Dinimiz, insan hayatının korunmasını esas almış ve buna zarar verecek unsurların ortadan kaldırılmasını emretmiştir. Sağlığın korunması için önleyici tedbirlere başvurulması ve hastalandıktan sonra tedavi olunmasının gerekliliği de bu esas üzerine bina edilmiştir. Hz. Peygamber (s.a.s.) “Tedavi olun ey Allah’ın kulları!” buyurarak tedavinin önemine dikkat çekmiştir (Buhârî Tıb, 1; Müslim, Selâm 26/69; İbn Mâce, Tıp, 1). Sağlıklı yaşamak ve hastalıklara zemin hazırlamamak için önleyici tedbirlere başvurulması ve hastalanınca tedavi olunması da bu kapsamdadır.
Dolayısıyla hastalık risklerine karşı dikkatli olunması ve özellikle bulaşıcı hastalıklara karşı gereken tedbirlerin alınması dinimizin bir emridir. Nitekim Allah Resûlü (s.a.s.), bu bağlamda “Bir yerde salgın hastalık çıktığını duyarsanız oraya girmeyin, bulunduğunuz yerde salgın hastalık varsa o bölgeden de ayrılmayın.” buyurarak (Buhârî, Tıb, 30; Müslim, Selâm, 92-96) karantina uygulamasına dikkat çekmiştir. Bir diğer hadis-i şerifinde de “Bulaşıcı hastalık taşıyanın taşımayanla aynı ortamda bulunmasını engelleyiniz” (Buhârî, Tıb, 53) buyurarak salgın hastalığa karşı tedbirli ve ihtiyatlı bir yol takip edilmesini vurgulamıştır. Hz. Peygamber (s.a.s.), bulaşıcı hastalığı olan bir kişinin biatını ona dokunmadan alarak bu konudaki hassasiyetini fiilen de göstermiştir (Müslim, Selâm, 126).

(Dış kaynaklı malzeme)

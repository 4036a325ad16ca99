//! Static WordprocessingML parts: styles, numbering, header, footer and
//! section properties.

use std::collections::HashMap;

use crate::render::options::{half_points, line_240ths, twips, FormattingConfig, Margins};
use crate::render::package::{xml_escape, XML_DECL};

pub(super) const W_NS: &str = "http://schemas.openxmlformats.org/wordprocessingml/2006/main";
pub(super) const R_NS: &str =
    "http://schemas.openxmlformats.org/officeDocument/2006/relationships";

pub(super) const CT_DOCUMENT: &str =
    "application/vnd.openxmlformats-officedocument.wordprocessingml.document.main+xml";
pub(super) const CT_STYLES: &str =
    "application/vnd.openxmlformats-officedocument.wordprocessingml.styles+xml";
pub(super) const CT_NUMBERING: &str =
    "application/vnd.openxmlformats-officedocument.wordprocessingml.numbering+xml";
pub(super) const CT_HEADER: &str =
    "application/vnd.openxmlformats-officedocument.wordprocessingml.header+xml";
pub(super) const CT_FOOTER: &str =
    "application/vnd.openxmlformats-officedocument.wordprocessingml.footer+xml";

pub(super) const REL_STYLES: &str =
    "http://schemas.openxmlformats.org/officeDocument/2006/relationships/styles";
pub(super) const REL_NUMBERING: &str =
    "http://schemas.openxmlformats.org/officeDocument/2006/relationships/numbering";
pub(super) const REL_HEADER: &str =
    "http://schemas.openxmlformats.org/officeDocument/2006/relationships/header";
pub(super) const REL_FOOTER: &str =
    "http://schemas.openxmlformats.org/officeDocument/2006/relationships/footer";

const DECIMAL_ABSTRACT: u32 = 0;
const BULLET_ABSTRACT: u32 = 1;

/// Document-wide defaults plus the two heading styles.
pub(super) fn styles_xml(config: &FormattingConfig) -> String {
    let font = xml_escape(&config.font_family);
    let fonts = format!(
        r#"<w:rFonts w:ascii="{f}" w:hAnsi="{f}" w:eastAsia="{f}" w:cs="{f}"/>"#,
        f = font
    );
    let body_sz = half_points(config.body_size);

    let mut xml = String::from(XML_DECL);
    xml.push_str(&format!(r#"<w:styles xmlns:w="{}">"#, W_NS));
    xml.push_str(&format!(
        concat!(
            "<w:docDefaults><w:rPrDefault><w:rPr>{}",
            r#"<w:sz w:val="{}"/><w:szCs w:val="{}"/><w:lang w:val="en-US"/>"#,
            "</w:rPr></w:rPrDefault><w:pPrDefault><w:pPr>",
            r#"<w:spacing w:after="{}" w:line="{}" w:lineRule="auto"/>"#,
            "</w:pPr></w:pPrDefault></w:docDefaults>"
        ),
        fonts,
        body_sz,
        body_sz,
        (config.paragraph_spacing_after * 20.0).round() as u32,
        line_240ths(config.line_spacing),
    ));
    xml.push_str(
        r#"<w:style w:type="paragraph" w:default="1" w:styleId="Normal"><w:name w:val="Normal"/><w:qFormat/></w:style>"#,
    );
    for level in 1..=2u8 {
        let sz = half_points(config.heading_size(level));
        xml.push_str(&format!(
            concat!(
                r#"<w:style w:type="paragraph" w:styleId="Heading{l}">"#,
                r#"<w:name w:val="heading {l}"/><w:basedOn w:val="Normal"/><w:next w:val="Normal"/>"#,
                r#"<w:uiPriority w:val="9"/><w:qFormat/>"#,
                r#"<w:pPr><w:keepNext/><w:keepLines/><w:spacing w:before="240" w:after="120"/>"#,
                r#"<w:outlineLvl w:val="{o}"/></w:pPr>"#,
                r#"<w:rPr><w:b/><w:sz w:val="{sz}"/><w:szCs w:val="{sz}"/></w:rPr></w:style>"#
            ),
            l = level,
            o = level - 1,
            sz = sz
        ));
    }
    xml.push_str(
        r#"<w:style w:type="table" w:styleId="TableGrid"><w:name w:val="Table Grid"/><w:tblPr><w:tblBorders>"#,
    );
    for side in ["top", "left", "bottom", "right", "insideH", "insideV"] {
        xml.push_str(&format!(
            r#"<w:{} w:val="single" w:sz="4" w:space="0" w:color="000000"/>"#,
            side
        ));
    }
    xml.push_str(
        r#"</w:tblBorders><w:tblCellMar><w:left w:w="108" w:type="dxa"/><w:right w:w="108" w:type="dxa"/></w:tblCellMar></w:tblPr></w:style>"#,
    );
    xml.push_str("</w:styles>");
    xml
}

/// Numbering instances, one per ordered-list scope plus a shared bullet.
#[derive(Debug, Default)]
pub(super) struct Numbering {
    scopes: HashMap<String, u32>,
    bullet: Option<u32>,
    // (numId, abstractNumId, restart)
    instances: Vec<(u32, u32, bool)>,
}

impl Numbering {
    /// numId for an ordered list in `scope`; allocated on first use.
    pub fn ordered(&mut self, scope: &str) -> u32 {
        if let Some(id) = self.scopes.get(scope) {
            return *id;
        }
        let id = self.allocate(DECIMAL_ABSTRACT, true);
        self.scopes.insert(scope.to_string(), id);
        id
    }

    /// numId shared by all bulleted items.
    pub fn bullet(&mut self) -> u32 {
        match self.bullet {
            Some(id) => id,
            None => {
                let id = self.allocate(BULLET_ABSTRACT, false);
                self.bullet = Some(id);
                id
            }
        }
    }

    fn allocate(&mut self, abstract_id: u32, restart: bool) -> u32 {
        let id = self.instances.len() as u32 + 1;
        self.instances.push((id, abstract_id, restart));
        id
    }

    pub fn to_xml(&self) -> String {
        let mut xml = String::from(XML_DECL);
        xml.push_str(&format!(r#"<w:numbering xmlns:w="{}">"#, W_NS));
        xml.push_str(&abstract_num(DECIMAL_ABSTRACT, "decimal", "%1."));
        xml.push_str(&abstract_num(BULLET_ABSTRACT, "bullet", "\u{2022}"));
        for (num_id, abstract_id, restart) in &self.instances {
            xml.push_str(&format!(
                r#"<w:num w:numId="{}"><w:abstractNumId w:val="{}"/>"#,
                num_id, abstract_id
            ));
            if *restart {
                xml.push_str(
                    r#"<w:lvlOverride w:ilvl="0"><w:startOverride w:val="1"/></w:lvlOverride>"#,
                );
            }
            xml.push_str("</w:num>");
        }
        xml.push_str("</w:numbering>");
        xml
    }
}

fn abstract_num(id: u32, format: &str, text: &str) -> String {
    format!(
        concat!(
            r#"<w:abstractNum w:abstractNumId="{}"><w:multiLevelType w:val="singleLevel"/>"#,
            r#"<w:lvl w:ilvl="0"><w:start w:val="1"/><w:numFmt w:val="{}"/>"#,
            r#"<w:lvlText w:val="{}"/><w:lvlJc w:val="left"/>"#,
            r#"<w:pPr><w:ind w:left="720" w:hanging="360"/></w:pPr></w:lvl></w:abstractNum>"#
        ),
        id, format, text
    )
}

/// Header part with right-aligned text.
pub(super) fn header_xml(text: &str) -> String {
    format!(
        concat!(
            "{}",
            r#"<w:hdr xmlns:w="{}" xmlns:r="{}"><w:p><w:pPr><w:jc w:val="right"/>"#,
            r#"<w:spacing w:after="0" w:line="240" w:lineRule="auto"/></w:pPr>"#,
            r#"<w:r><w:t xml:space="preserve">{}</w:t></w:r></w:p></w:hdr>"#
        ),
        XML_DECL,
        W_NS,
        R_NS,
        xml_escape(text)
    )
}

/// Footer part: optional text and a centered page number field.
pub(super) fn footer_xml(text: Option<&str>, page_numbers: bool) -> String {
    let mut xml = format!(
        r#"{}<w:ftr xmlns:w="{}" xmlns:r="{}">"#,
        XML_DECL, W_NS, R_NS
    );
    let ppr = r#"<w:pPr><w:jc w:val="center"/><w:spacing w:after="0" w:line="240" w:lineRule="auto"/></w:pPr>"#;
    if let Some(text) = text {
        xml.push_str(&format!(
            r#"<w:p>{}<w:r><w:t xml:space="preserve">{}</w:t></w:r></w:p>"#,
            ppr,
            xml_escape(text)
        ));
    }
    if page_numbers {
        xml.push_str(&format!(
            r#"<w:p>{}<w:fldSimple w:instr=" PAGE "><w:r><w:t>1</w:t></w:r></w:fldSimple></w:p>"#,
            ppr
        ));
    }
    if text.is_none() && !page_numbers {
        xml.push_str("<w:p/>");
    }
    xml.push_str("</w:ftr>");
    xml
}

/// Header and footer relationship ids of a section.
#[derive(Debug, Clone, Default)]
pub(super) struct HeaderFooterRefs {
    pub header: Option<String>,
    pub footer: Option<String>,
}

/// Section properties.
pub(super) fn sect_pr(
    config: &FormattingConfig,
    margins: &Margins,
    refs: Option<&HeaderFooterRefs>,
    restart_numbering: bool,
) -> String {
    let mut xml = String::from("<w:sectPr>");
    if let Some(refs) = refs {
        if let Some(id) = &refs.header {
            xml.push_str(&format!(
                r#"<w:headerReference w:type="default" r:id="{}"/>"#,
                id
            ));
        }
        if let Some(id) = &refs.footer {
            xml.push_str(&format!(
                r#"<w:footerReference w:type="default" r:id="{}"/>"#,
                id
            ));
        }
    }
    xml.push_str(&format!(
        r#"<w:pgSz w:w="{}" w:h="{}"/>"#,
        twips(config.page_width),
        twips(config.page_height)
    ));
    xml.push_str(&format!(
        r#"<w:pgMar w:top="{}" w:right="{}" w:bottom="{}" w:left="{}" w:header="720" w:footer="720" w:gutter="0"/>"#,
        twips(margins.top),
        twips(margins.right),
        twips(margins.bottom),
        twips(margins.left)
    ));
    if restart_numbering {
        xml.push_str(r#"<w:pgNumType w:start="1"/>"#);
    }
    xml.push_str("</w:sectPr>");
    xml
}

#[cfg(test)]
mod tests {
    use super::*;

    #[test]
    fn test_numbering_scopes() {
        let mut numbering = Numbering::default();
        let gaps = numbering.ordered("Gaps");
        let methods = numbering.ordered("Methods");
        let bullet = numbering.bullet();

        assert_ne!(gaps, methods);
        assert_eq!(numbering.ordered("Gaps"), gaps);
        assert_eq!(numbering.bullet(), bullet);

        let xml = numbering.to_xml();
        assert_eq!(xml.matches("<w:startOverride w:val=\"1\"/>").count(), 2);
        assert_eq!(xml.matches("<w:num w:numId=").count(), 3);
    }

    #[test]
    fn test_styles_use_half_points() {
        let xml = styles_xml(&FormattingConfig::general());
        assert!(xml.contains(r#"<w:sz w:val="24"/>"#));
        assert!(xml.contains(r#"<w:sz w:val="32"/>"#));
        assert!(xml.contains(r#"<w:sz w:val="28"/>"#));
        assert!(xml.contains(r#"w:line="360""#));
        assert!(xml.contains(r#"w:ascii="Times New Roman""#));
    }

    #[test]
    fn test_sect_pr_margins_in_twips() {
        let config = FormattingConfig::general();
        let title = sect_pr(&config, &config.title_page_margins, None, false);
        assert!(title.contains(r#"w:top="2160""#));
        assert!(!title.contains("headerReference"));

        let refs = HeaderFooterRefs {
            header: Some("rId3".into()),
            footer: Some("rId4".into()),
        };
        let body = sect_pr(&config, &config.margins, Some(&refs), true);
        assert!(body.contains(r#"<w:headerReference w:type="default" r:id="rId3"/>"#));
        assert!(body.contains(r#"<w:pgNumType w:start="1"/>"#));
    }

    #[test]
    fn test_footer_variants() {
        assert!(footer_xml(None, true).contains(" PAGE "));
        let xml = footer_xml(Some("Draft"), false);
        assert!(xml.contains("Draft"));
        assert!(!xml.contains("PAGE"));
        assert!(footer_xml(None, false).contains("<w:p/>"));
    }
}
//! OOXML package writer.
//!
//! Every exporter builds its parts as XML strings and hands them to a
//! [`Package`], which tracks content types and writes the zip container.

use std::io::{Cursor, Write};

use chrono::{SecondsFormat, Utc};
use zip::write::SimpleFileOptions;
use zip::ZipWriter;

use crate::error::Result;

pub(crate) const XML_DECL: &str =
    r#"<?xml version="1.0" encoding="UTF-8" standalone="yes"?>"#;

pub(crate) const REL_OFFICE_DOCUMENT: &str =
    "http://schemas.openxmlformats.org/officeDocument/2006/relationships/officeDocument";
pub(crate) const REL_CORE_PROPERTIES: &str =
    "http://schemas.openxmlformats.org/package/2006/relationships/metadata/core-properties";
pub(crate) const REL_IMAGE: &str =
    "http://schemas.openxmlformats.org/officeDocument/2006/relationships/image";

const CT_RELS: &str = "application/vnd.openxmlformats-package.relationships+xml";
const CT_CORE: &str = "application/vnd.openxmlformats-package.core-properties+xml";

/// Escape text for XML content and attribute values.
pub fn xml_escape(s: &str) -> String {
    let mut out = String::with_capacity(s.len());
    for ch in s.chars() {
        match ch {
            '&' => out.push_str("&amp;"),
            '<' => out.push_str("&lt;"),
            '>' => out.push_str("&gt;"),
            '"' => out.push_str("&quot;"),
            '\'' => out.push_str("&apos;"),
            // control characters are not allowed in XML 1.0
            '\t' | '\n' | '\r' => out.push(ch),
            c if (c as u32) < 0x20 => {}
            _ => out.push(ch),
        }
    }
    out
}

/// A relationship part being built.
#[derive(Debug, Default)]
pub(crate) struct Relationships {
    entries: Vec<(String, &'static str, String)>,
}

impl Relationships {
    pub fn new() -> Self {
        Self::default()
    }

    /// Add a relationship and return its id.
    pub fn add(&mut self, rel_type: &'static str, target: impl Into<String>) -> String {
        let id = format!("rId{}", self.entries.len() + 1);
        self.entries.push((id.clone(), rel_type, target.into()));
        id
    }

    pub fn to_xml(&self) -> String {
        let mut xml = String::from(XML_DECL);
        xml.push_str(
            r#"<Relationships xmlns="http://schemas.openxmlformats.org/package/2006/relationships">"#,
        );
        for (id, rel_type, target) in &self.entries {
            xml.push_str(&format!(
                r#"<Relationship Id="{}" Type="{}" Target="{}"/>"#,
                id,
                rel_type,
                xml_escape(target)
            ));
        }
        xml.push_str("</Relationships>");
        xml
    }
}

/// In-memory OOXML zip package.
pub(crate) struct Package {
    zip: ZipWriter<Cursor<Vec<u8>>>,
    options: SimpleFileOptions,
    defaults: Vec<(String, String)>,
    overrides: Vec<(String, String)>,
}

impl Package {
    pub fn new() -> Self {
        let mut package = Self {
            zip: ZipWriter::new(Cursor::new(Vec::new())),
            options: SimpleFileOptions::default()
                .compression_method(zip::CompressionMethod::Deflated),
            defaults: Vec::new(),
            overrides: Vec::new(),
        };
        package.add_default("rels", CT_RELS);
        package.add_default("xml", "application/xml");
        package
    }

    /// Register a content type for a file extension.
    pub fn add_default(&mut self, extension: &str, content_type: &str) {
        if !self.defaults.iter().any(|(e, _)| e == extension) {
            self.defaults
                .push((extension.to_string(), content_type.to_string()));
        }
    }

    /// Write an XML part with an explicit content type override.
    pub fn add_part(&mut self, name: &str, content_type: &str, xml: &str) -> Result<()> {
        self.overrides
            .push((format!("/{}", name), content_type.to_string()));
        self.write_file(name, xml.as_bytes())
    }

    /// Write a part whose content type comes from its extension.
    pub fn add_file(&mut self, name: &str, data: &[u8]) -> Result<()> {
        self.write_file(name, data)
    }

    /// Write `docProps/core.xml` and return its package-relative name.
    pub fn add_core_properties(&mut self, title: &str) -> Result<&'static str> {
        let now = Utc::now().to_rfc3339_opts(SecondsFormat::Secs, true);
        let xml = format!(
            concat!(
                "{}",
                r#"<cp:coreProperties xmlns:cp="http://schemas.openxmlformats.org/package/2006/metadata/core-properties" "#,
                r#"xmlns:dc="http://purl.org/dc/elements/1.1/" xmlns:dcterms="http://purl.org/dc/terms/" "#,
                r#"xmlns:xsi="http://www.w3.org/2001/XMLSchema-instance">"#,
                "<dc:title>{}</dc:title><dc:creator>reviewdoc</dc:creator>",
                r#"<dcterms:created xsi:type="dcterms:W3CDTF">{}</dcterms:created>"#,
                r#"<dcterms:modified xsi:type="dcterms:W3CDTF">{}</dcterms:modified>"#,
                "</cp:coreProperties>"
            ),
            XML_DECL,
            xml_escape(title),
            now,
            now
        );
        self.add_part("docProps/core.xml", CT_CORE, &xml)?;
        Ok("docProps/core.xml")
    }

    /// Write the root relationships for a main part plus core properties.
    pub fn add_root_rels(&mut self, main_part: &str) -> Result<()> {
        let mut rels = Relationships::new();
        rels.add(REL_OFFICE_DOCUMENT, main_part);
        rels.add(REL_CORE_PROPERTIES, "docProps/core.xml");
        self.write_file("_rels/.rels", rels.to_xml().as_bytes())
    }

    /// Write `[Content_Types].xml` and close the archive.
    pub fn finish(mut self) -> Result<Vec<u8>> {
        let mut xml = String::from(XML_DECL);
        xml.push_str(
            r#"<Types xmlns="http://schemas.openxmlformats.org/package/2006/content-types">"#,
        );
        for (ext, ct) in &self.defaults {
            xml.push_str(&format!(
                r#"<Default Extension="{}" ContentType="{}"/>"#,
                ext, ct
            ));
        }
        for (part, ct) in &self.overrides {
            xml.push_str(&format!(
                r#"<Override PartName="{}" ContentType="{}"/>"#,
                part, ct
            ));
        }
        xml.push_str("</Types>");
        self.write_file("[Content_Types].xml", xml.as_bytes())?;

        let cursor = self.zip.finish()?;
        Ok(cursor.into_inner())
    }

    fn write_file(&mut self, name: &str, data: &[u8]) -> Result<()> {
        self.zip.start_file(name, self.options)?;
        self.zip.write_all(data)?;
        Ok(())
    }
}

#[cfg(test)]
mod tests {
    use super::*;
    use std::io::Read;

    #[test]
    fn test_xml_escape() {
        assert_eq!(xml_escape("a < b & \"c\""), "a &lt; b &amp; &quot;c&quot;");
        assert_eq!(xml_escape("x\u{1}y\tz"), "xy\tz");
    }

    #[test]
    fn test_relationship_ids_are_sequential() {
        let mut rels = Relationships::new();
        assert_eq!(rels.add(REL_IMAGE, "media/image1.png"), "rId1");
        assert_eq!(rels.add(REL_IMAGE, "media/image2.png"), "rId2");
        assert!(rels.to_xml().contains(r#"Target="media/image2.png""#));
    }

    #[test]
    fn test_package_roundtrip() {
        let mut package = Package::new();
        package.add_default("png", "image/png");
        package
            .add_part("word/document.xml", "application/test+xml", "<doc/>")
            .unwrap();
        package.add_core_properties("T & C").unwrap();
        package.add_root_rels("word/document.xml").unwrap();
        let bytes = package.finish().unwrap();

        let mut archive = zip::ZipArchive::new(Cursor::new(bytes)).unwrap();
        let mut types = String::new();
        archive
            .by_name("[Content_Types].xml")
            .unwrap()
            .read_to_string(&mut types)
            .unwrap();
        assert!(types.contains(r#"<Default Extension="png" ContentType="image/png"/>"#));
        assert!(types.contains(r#"PartName="/word/document.xml""#));

        let mut core = String::new();
        archive
            .by_name("docProps/core.xml")
            .unwrap()
            .read_to_string(&mut core)
            .unwrap();
        assert!(core.contains("<dc:title>T &amp; C</dc:title>"));
    }
}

Bu itibarla bilimsel usullere uygun olarak üretilen, alanında uzman hekimlerce salgın hastalıklara karşı koruyucu olduğu belirtilen aşıların kullanımı dinen de uygundur. Buna göre toplum sağlığını tehlikeye atacağı konusunda galip zan bulunan durumlarda gerekli tedbirlere uymamak, kul ve kamu hakkı ihlali olur.